◆ ASSIGNMENT ◆
Copy the lines below exactly. Start at the first and finish with the line containing "so a malformed".

=======

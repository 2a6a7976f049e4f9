//! PostgreSQL implementations of the lending ports
//!
//! Each store owns a pool handle and implements one or more port traits from
//! `domain_lending::ports`. Queries are checked at runtime; rows are decoded
//! into `FromRow` structs and then mapped to domain types, so a malformed
//! stored value surfaces as `DatabaseError::SerializationError` rather than a
//! panic. Status and enum columns hold the domain's snake_case names.

pub mod loan_requests;
pub mod notifications;
pub mod repayments;

pub use loan_requests::PgLoanRequestStore;
pub use notifications::PgNotificationQueue;
pub use repayments::{PgRepaymentStore, PgRepaymentTx};

use chrono::Utc;
use sqlx::PgPool;
use std::str::FromStr;

use core_kernel::{AdapterHealth, HealthCheckResult};

use crate::error::DatabaseError;

/// Runs `SELECT 1` and reports the latency
pub(crate) async fn ping(pool: &PgPool, adapter_id: &str) -> HealthCheckResult {
    let start = std::time::Instant::now();
    let result = sqlx::query_scalar::<_, i32>("SELECT 1").fetch_one(pool).await;
    let latency_ms = start.elapsed().as_millis() as u64;

    let (status, message) = match result {
        Ok(_) => (AdapterHealth::Healthy, None),
        Err(e) => (AdapterHealth::Unhealthy, Some(format!("Database error: {}", e))),
    };
    HealthCheckResult {
        adapter_id: adapter_id.to_string(),
        status,
        latency_ms,
        message,
        checked_at: Utc::now(),
    }
}

/// Parses a text column into a domain enum
pub(crate) fn parse_column<T: FromStr>(column: &str, value: &str) -> Result<T, DatabaseError> {
    value
        .parse()
        .map_err(|_| DatabaseError::decode(column, format!("unexpected value '{}'", value)))
}

/// Domain counts are `u32`; Postgres `INTEGER` is signed
pub(crate) fn to_db_int(column: &str, value: u32) -> Result<i32, DatabaseError> {
    i32::try_from(value).map_err(|e| DatabaseError::decode(column, e))
}

pub(crate) fn from_db_int(column: &str, value: i32) -> Result<u32, DatabaseError> {
    u32::try_from(value).map_err(|e| DatabaseError::decode(column, e))
}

=======

◆ RESULT OF THE EXERCISE ◆
repository 2a6a7976f049e4f9
//! PostgreSQL implementations of the lending ports
//!
//! Each store owns a pool handle and implements one or more port traits from
//! `domain_lending::ports`. Queries are checked at runtime; rows are decoded
//! into `FromRow` structs and then mapped to domain types, so a malformed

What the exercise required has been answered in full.